Part of the reason that it takes so little time is that the application can be composed of multiple servers which all communicate with eachother in such a way that any single component can crash without taking down the application. For example, a device which checks CIDR notation addresses against a candidate for whitelisting can be written such that a failure to match simply errors out. The caller can then simply handle the error message rather than have a special no-result handler case. Typically, you can implement a round-robin or random dispatch retry logic, and when you finally error out, your caller itself crashes. Your caller then gets an error response, and can decide to pass it back to the client or bail.

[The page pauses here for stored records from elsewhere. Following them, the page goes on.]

/// Buckets a sample: `[0, error)` is an error, `[error, error + warning)` a
/// warning, everything above a success. A sample on a boundary belongs to
/// the higher bucket.
pub fn classify(sample: f64, error_pct: f64, warning_pct: f64) -> Outcome {
    if sample < error_pct {
        Outcome::Error
    } else if sample < error_pct + warning_pct {
        Outcome::Warning
    } else {
        Outcome::Success
    }
}

// ============================================================================
// Session Status
// ============================================================================

/// Coarse session status derived from the log.
#[derive(Debug, Clone, Copy, PartialEq, Eq, Hash, Serialize, Deserialize)]
pub enum SessionStatus {
    Online,
    Executing,
    Degraded,
}

impl SessionStatus {
    /// `Executing` while anything is in flight, else `Degraded` if any entry
    /// errored, else `Online`.
    pub fn derive(messages: &[Message]) -> Self {
        if messages.iter().any(|m| m.status == Status::Executing) {
            SessionStatus::Executing
        } else if messages.iter().any(|m| m.status == Status::Error) {
            SessionStatus::Degraded
        } else {
            SessionStatus::Online
        }
    }
}

impl fmt::Display for SessionStatus {
    fn fmt(&self, f: &mut fmt::Formatter<'_>) -> fmt::Result {
        f.write_str(match self {
            SessionStatus::Online => "Online",
            SessionStatus::Executing => "Executing",
            SessionStatus::Degraded => "Degraded",
        })
    }
}

// ============================================================================
// Simulator
// ============================================================================

/// Deferred work held in the timer queue.
#[derive(Debug, Clone)]
enum Pending {
    Resolve {
        message_id: MessageId,
        prompt: String,
        sample: f64,
    },
    LongRunning {
        message_id: MessageId,
    },
}

impl Pending {
    fn message_id(&self) -> &MessageId {
        match self {
            Pending::Resolve { message_id, .. } | Pending::LongRunning { message_id } => {
                message_id
            }
        }
    }
}

/// A session-scoped message log with simulated asynchronous resolution.
pub struct Simulator<R: Rng = SimRng, C: Clock = SimClock> {
    options: SimulatorOptions,
    seed: u32,
    session_id: String,
    rng: R,
    clock: C,
    timers: TimerQueue<Pending>,
    messages: Vec<Message>,
    chaos_mode: bool,
    next_seq: u64,
    decisions: DecisionLog,
}

impl Simulator<SimRng, SimClock> {
    /// Creates a simulator on a virtual clock starting at zero.
    pub fn new(options: SimulatorOptions) -> Self {
        Self::with_clock(options, SimClock::new())
    }
}

impl<C: Clock> Simulator<SimRng, C> {
    /// Creates a simulator on the given clock.
    pub fn with_clock(options: SimulatorOptions, clock: C) -> Self {
        let seed = options.seed.unwrap_or_else(time_derived_seed);
        let options = SimulatorOptions {
            seed: Some(seed),
            ..options
        };
        Self::from_parts(options, SimRng::new(seed), clock)
    }
}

This approach to reliability where you just bail seems counter intuitive. How can just bailing be better than handling errors? The answer lies in parallelism. The system as a whole can continue to operate even when one component, one request, one node happens to fail. As you scale an application up, your mean time between failures usually remains constant. As a result, the gross quantity of failures is only going to increase. Say you have a process that fails 1 in 10,000 requests (4 9s reliability) and you process 1,000,000 requests an hour. Your system can expect 100 failures an hour, or almost 2 every minute! That means failure must be considered pretty normal.

Now if you build your software to fail soon and fail often, you can take advantage of this property! You can code for the happy path, and let your successes process as quickly as possible. Your failures on the otherhand also become inexpensive so retrying a request also becomes cheap. Since your services are decoupled and automatically restated by the supervisor, any given process can crash and only effect that one instance. If the error isn't readily recoverable, your code will eventually bubble the error up to the user, where it can be handled responsibly.

Ultimately, by not trying to account for and guard against failure, your solutions become simpler. By assuming failure is normal, they also become more robust. And because Erlang gives you the frameworks for writing solutions this way as the preferred manner, it is a far superior tool for building fault tolerant systems.